**About this exercise:**
Locate the line that contains "deposit.id, deposit.deposit_name, deposit.region, deposit.status". Print it and every subsequent line through the final line of the records, exactly and only those.
*** Data for this task Section Begins ***
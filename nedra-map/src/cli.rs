//! CLI command definitions and implementations
//!
//! Four read-only queries over the dataset:
//! - `stats`: statistics report for the (optionally filtered) records
//! - `list`: filtered records on stdout
//! - `options`: facet option values for one field
//! - `export`: filtered records as GeoJSON markers

use std::path::{Path, PathBuf};

use anyhow::{Context, Result};
use clap::{Args, Subcommand};
use tracing::info;

use nedra::{aggregate, filter, unique_values, Confidence, FilterCriteria, TextField};

use crate::config::load_palette;
use crate::export::geojson::export_markers;
use crate::report::StatsReport;

#[derive(Subcommand)]
pub enum Commands {
    /// Print grouped statistics for the filtered records
    Stats {
        /// Path to the dataset JSON document
        #[arg(short, long)]
        path: PathBuf,

        #[command(flatten)]
        filter: FilterArgs,

        /// Number of entries in the top rankings
        #[arg(long, default_value_t = 5)]
        top: usize,

        /// Also save the report as JSON to this path
        #[arg(long)]
        json: Option<PathBuf>,
    },

    /// List the filtered records
    List {
        /// Path to the dataset JSON document
        #[arg(short, long)]
        path: PathBuf,

        #[command(flatten)]
        filter: FilterArgs,
    },

    /// Print the option values of one facet field
    Options {
        /// Path to the dataset JSON document
        #[arg(short, long)]
        path: PathBuf,

        /// Field to enumerate: region, resource-type, resource-group,
        /// status, municipality, concessionaire, deposit-name, concession-term
        field: TextField,
    },

    /// Export the filtered records as GeoJSON point markers
    Export {
        /// Path to the dataset JSON document
        #[arg(short, long)]
        path: PathBuf,

        /// Output GeoJSON file
        #[arg(short, long)]
        output: PathBuf,

        /// Palette preset name or path to a palette JSON file
        #[arg(long, default_value = "default")]
        palette: String,

        #[command(flatten)]
        filter: FilterArgs,
    },
}

/// Filter selection shared by the query commands. Every flag is optional;
/// with none given, the commands operate on the whole eligible set.
#[derive(Args, Default)]
pub struct FilterArgs {
    /// Case-insensitive search across name, concessionaire, municipality,
    /// region and resource type
    #[arg(short, long)]
    pub search: Option<String>,

    /// Keep only these regions (repeatable)
    #[arg(long = "region")]
    pub regions: Vec<String>,

    /// Keep only these resource types (repeatable)
    #[arg(long = "resource-type")]
    pub resource_types: Vec<String>,

    /// Keep only these statuses (repeatable)
    #[arg(long = "status")]
    pub statuses: Vec<String>,

    /// Keep only these confidence tiers: high, medium, low, none (repeatable)
    #[arg(long = "confidence")]
    pub confidences: Vec<Confidence>,
}

impl FilterArgs {
    /// Converts the command-line flags into a criteria value.
    pub fn to_criteria(&self) -> FilterCriteria {
        FilterCriteria {
            search: self.search.clone().unwrap_or_default(),
            regions: self.regions.iter().cloned().collect(),
            resource_types: self.resource_types.iter().cloned().collect(),
            statuses: self.statuses.iter().cloned().collect(),
            confidences: self.confidences.iter().copied().collect(),
        }
    }
}

/// Runs the `stats` command.
pub fn cmd_stats(
    path: &Path,
    filter_args: &FilterArgs,
    top: usize,
    json: Option<&Path>,
) -> Result<()> {
    let dataset = nedra::load(path).context("Failed to load dataset")?;
    let criteria = filter_args.to_criteria();

    let shown = filter(&dataset.deposits, &criteria);
    let all_stats = aggregate(&dataset.deposits);
    let shown_stats = aggregate(shown.iter().copied());

    let report = StatsReport::new(&dataset.metadata, all_stats, shown_stats, top);
    report.display();

    if let Some(json_path) = json {
        report
            .save_to_file(json_path)
            .context("Failed to save JSON report")?;
        info!(path = %json_path.display(), "saved statistics report");
    }

    Ok(())
}

/// Runs the `list` command.
pub fn cmd_list(path: &Path, filter_args: &FilterArgs) -> Result<()> {
    let dataset = nedra::load(path).context("Failed to load dataset")?;
    let criteria = filter_args.to_criteria();

    let shown = filter(&dataset.deposits, &criteria);
    for deposit in &shown {
        println!(
            "{}\t{}\t{}\t{}",
            deposit.id, deposit.deposit_name, deposit.region, deposit.status
        );
    }
    info!(shown = shown.len(), "listed deposits");

    Ok(())
}

/// Runs the `options` command.
pub fn cmd_options(path: &Path, field: TextField) -> Result<()> {
    let dataset = nedra::load(path).context("Failed to load dataset")?;

    for value in unique_values(&dataset.deposits, field) {
        println!("{value}");
    }

    Ok(())
}

/// Runs the `export` command.
pub fn cmd_export(
    path: &Path,
    output: &Path,
    palette_source: &str,
    filter_args: &FilterArgs,
) -> Result<()> {
    let dataset = nedra::load(path).context("Failed to load dataset")?;
    let palette = load_palette(palette_source)?;
    let criteria = filter_args.to_criteria();

    let shown = filter(&dataset.deposits, &criteria);
    export_markers(&shown, &palette, output)?;

    Ok(())
}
*** Data for this task Section Ends ***
**Answer box:**
            deposit.id, deposit.deposit_name, deposit.region, deposit.status
        );
    }
    info!(shown = shown.len(), "listed deposits");

    Ok(())
}

/// Runs the `options` command.
pub fn cmd_options(path: &Path, field: TextField) -> Result<()> {
    let dataset = nedra::load(path).context("Failed to load dataset")?;

    for value in unique_values(&dataset.deposits, field) {
        println!("{value}");
    }

    Ok(())
}

/// Runs the `export` command.
pub fn cmd_export(
    path: &Path,
    output: &Path,
    palette_source: &str,
    filter_args: &FilterArgs,
) -> Result<()> {
    let dataset = nedra::load(path).context("Failed to load dataset")?;
    let palette = load_palette(palette_source)?;
    let criteria = filter_args.to_criteria();

    let shown = filter(&dataset.deposits, &criteria);
    export_markers(&shown, &palette, output)?;

    Ok(())
}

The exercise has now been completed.